BEGIN Records for this exercise

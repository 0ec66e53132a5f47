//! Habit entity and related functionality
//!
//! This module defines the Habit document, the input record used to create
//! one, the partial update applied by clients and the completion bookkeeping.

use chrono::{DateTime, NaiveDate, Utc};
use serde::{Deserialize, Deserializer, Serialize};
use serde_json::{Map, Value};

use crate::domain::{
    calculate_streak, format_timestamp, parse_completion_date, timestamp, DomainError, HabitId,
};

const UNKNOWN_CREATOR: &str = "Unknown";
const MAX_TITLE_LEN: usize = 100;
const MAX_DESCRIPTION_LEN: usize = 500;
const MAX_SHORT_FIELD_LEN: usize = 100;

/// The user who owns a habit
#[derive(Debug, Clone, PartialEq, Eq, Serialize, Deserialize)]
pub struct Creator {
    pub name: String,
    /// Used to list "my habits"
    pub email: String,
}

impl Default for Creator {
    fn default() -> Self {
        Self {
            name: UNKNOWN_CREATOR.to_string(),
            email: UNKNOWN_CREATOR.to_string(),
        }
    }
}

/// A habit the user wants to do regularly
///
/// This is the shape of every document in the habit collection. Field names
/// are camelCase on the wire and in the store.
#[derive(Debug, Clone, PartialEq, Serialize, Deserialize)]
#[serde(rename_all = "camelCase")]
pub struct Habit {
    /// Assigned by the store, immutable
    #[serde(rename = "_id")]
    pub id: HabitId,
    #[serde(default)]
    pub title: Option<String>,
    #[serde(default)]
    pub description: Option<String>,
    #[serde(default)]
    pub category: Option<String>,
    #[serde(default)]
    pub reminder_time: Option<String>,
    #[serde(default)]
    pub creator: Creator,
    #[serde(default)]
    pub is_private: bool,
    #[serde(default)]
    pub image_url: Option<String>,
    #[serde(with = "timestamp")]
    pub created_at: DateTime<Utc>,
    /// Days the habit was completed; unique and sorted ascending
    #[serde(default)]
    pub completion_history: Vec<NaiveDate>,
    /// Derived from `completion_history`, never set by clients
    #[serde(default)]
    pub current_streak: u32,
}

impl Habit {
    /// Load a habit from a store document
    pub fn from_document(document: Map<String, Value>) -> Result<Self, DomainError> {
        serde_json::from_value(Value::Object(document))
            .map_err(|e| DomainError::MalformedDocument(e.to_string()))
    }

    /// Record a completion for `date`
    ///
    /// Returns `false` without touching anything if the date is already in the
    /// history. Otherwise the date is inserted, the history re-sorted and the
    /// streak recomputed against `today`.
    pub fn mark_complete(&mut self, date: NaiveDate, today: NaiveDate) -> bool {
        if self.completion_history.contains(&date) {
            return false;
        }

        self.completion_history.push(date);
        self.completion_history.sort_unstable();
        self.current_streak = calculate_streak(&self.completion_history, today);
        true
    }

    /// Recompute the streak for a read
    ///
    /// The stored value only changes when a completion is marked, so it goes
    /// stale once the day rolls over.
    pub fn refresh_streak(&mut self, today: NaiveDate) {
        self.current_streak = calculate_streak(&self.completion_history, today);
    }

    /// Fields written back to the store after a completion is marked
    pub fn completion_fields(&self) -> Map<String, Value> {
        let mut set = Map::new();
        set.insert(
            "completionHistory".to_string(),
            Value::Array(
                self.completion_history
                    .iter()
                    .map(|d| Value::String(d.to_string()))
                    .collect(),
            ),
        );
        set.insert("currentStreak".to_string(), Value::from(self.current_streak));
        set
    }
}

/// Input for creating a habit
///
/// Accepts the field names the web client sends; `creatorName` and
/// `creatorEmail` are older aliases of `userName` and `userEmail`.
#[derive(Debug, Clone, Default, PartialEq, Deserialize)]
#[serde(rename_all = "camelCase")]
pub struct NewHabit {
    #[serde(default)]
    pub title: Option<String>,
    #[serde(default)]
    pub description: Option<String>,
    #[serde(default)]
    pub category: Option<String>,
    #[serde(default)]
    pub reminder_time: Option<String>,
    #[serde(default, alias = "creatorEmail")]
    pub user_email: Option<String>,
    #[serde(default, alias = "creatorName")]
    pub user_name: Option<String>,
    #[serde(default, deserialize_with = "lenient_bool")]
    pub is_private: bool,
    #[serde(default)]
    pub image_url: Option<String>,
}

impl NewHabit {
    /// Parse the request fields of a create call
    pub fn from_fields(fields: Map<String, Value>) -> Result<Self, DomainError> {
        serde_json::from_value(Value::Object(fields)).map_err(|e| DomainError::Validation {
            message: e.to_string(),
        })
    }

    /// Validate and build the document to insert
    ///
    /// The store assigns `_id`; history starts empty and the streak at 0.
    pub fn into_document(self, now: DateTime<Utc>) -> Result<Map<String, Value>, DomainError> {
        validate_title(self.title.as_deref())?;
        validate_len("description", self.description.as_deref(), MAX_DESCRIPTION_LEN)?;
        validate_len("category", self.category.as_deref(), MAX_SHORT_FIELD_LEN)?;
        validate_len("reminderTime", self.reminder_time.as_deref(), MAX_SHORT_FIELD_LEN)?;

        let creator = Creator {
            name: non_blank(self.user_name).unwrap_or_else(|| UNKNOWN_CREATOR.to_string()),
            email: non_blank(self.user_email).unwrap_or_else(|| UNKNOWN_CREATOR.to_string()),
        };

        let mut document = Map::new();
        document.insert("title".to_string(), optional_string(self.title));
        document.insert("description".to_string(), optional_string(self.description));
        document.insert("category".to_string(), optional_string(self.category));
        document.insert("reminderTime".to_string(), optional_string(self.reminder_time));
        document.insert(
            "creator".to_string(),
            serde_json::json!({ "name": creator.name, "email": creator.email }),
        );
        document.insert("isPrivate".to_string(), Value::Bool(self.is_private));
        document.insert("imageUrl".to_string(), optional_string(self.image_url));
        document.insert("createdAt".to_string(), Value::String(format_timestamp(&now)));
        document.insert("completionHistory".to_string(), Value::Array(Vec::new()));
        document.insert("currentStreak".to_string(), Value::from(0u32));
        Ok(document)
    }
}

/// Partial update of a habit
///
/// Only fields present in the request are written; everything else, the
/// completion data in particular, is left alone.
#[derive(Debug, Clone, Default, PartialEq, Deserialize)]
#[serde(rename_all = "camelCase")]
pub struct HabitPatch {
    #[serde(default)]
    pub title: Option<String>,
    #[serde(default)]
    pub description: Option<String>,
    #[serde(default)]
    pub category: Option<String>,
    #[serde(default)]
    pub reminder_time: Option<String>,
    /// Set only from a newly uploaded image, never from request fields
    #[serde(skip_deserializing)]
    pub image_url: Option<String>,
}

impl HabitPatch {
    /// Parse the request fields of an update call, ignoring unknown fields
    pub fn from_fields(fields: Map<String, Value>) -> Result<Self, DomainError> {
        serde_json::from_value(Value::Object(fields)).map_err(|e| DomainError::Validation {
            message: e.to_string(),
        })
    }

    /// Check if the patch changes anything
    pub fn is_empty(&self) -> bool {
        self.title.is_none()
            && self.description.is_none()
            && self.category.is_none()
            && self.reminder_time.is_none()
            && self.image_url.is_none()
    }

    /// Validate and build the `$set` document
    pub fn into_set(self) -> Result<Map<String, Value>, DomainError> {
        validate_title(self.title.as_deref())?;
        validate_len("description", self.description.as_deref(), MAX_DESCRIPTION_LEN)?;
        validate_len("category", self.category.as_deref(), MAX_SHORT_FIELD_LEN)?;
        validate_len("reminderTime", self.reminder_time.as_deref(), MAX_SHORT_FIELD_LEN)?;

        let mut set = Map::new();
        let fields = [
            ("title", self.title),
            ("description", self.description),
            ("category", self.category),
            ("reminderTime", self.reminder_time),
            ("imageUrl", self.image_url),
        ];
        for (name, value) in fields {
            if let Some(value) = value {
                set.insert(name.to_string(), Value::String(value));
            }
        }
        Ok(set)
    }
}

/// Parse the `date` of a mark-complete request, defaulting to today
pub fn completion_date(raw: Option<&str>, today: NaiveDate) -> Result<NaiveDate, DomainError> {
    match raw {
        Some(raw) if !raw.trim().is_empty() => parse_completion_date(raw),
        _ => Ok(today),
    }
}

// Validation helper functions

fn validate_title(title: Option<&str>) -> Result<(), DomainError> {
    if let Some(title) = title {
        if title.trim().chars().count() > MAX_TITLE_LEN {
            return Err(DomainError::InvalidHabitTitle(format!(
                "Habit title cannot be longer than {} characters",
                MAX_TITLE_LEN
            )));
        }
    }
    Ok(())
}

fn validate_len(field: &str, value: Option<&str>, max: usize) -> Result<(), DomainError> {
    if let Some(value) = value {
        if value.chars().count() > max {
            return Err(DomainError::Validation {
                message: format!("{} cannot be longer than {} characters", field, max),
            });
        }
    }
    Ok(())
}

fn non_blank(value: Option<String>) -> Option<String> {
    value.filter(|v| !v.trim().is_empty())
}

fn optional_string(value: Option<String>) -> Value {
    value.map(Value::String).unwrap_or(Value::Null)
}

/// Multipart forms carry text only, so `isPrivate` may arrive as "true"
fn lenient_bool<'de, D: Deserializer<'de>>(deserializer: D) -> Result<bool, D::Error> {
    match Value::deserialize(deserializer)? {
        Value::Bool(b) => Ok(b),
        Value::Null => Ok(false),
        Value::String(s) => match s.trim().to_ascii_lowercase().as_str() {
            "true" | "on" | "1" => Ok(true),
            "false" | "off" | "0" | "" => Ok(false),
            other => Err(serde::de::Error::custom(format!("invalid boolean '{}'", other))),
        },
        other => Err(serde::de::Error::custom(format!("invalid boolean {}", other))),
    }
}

END Records for this exercise

Work task => From the records above, pull every line that has the string "struct" and copy it.

Problem solution =>
pub struct Creator {
pub struct Habit {
pub struct NewHabit {
pub struct HabitPatch {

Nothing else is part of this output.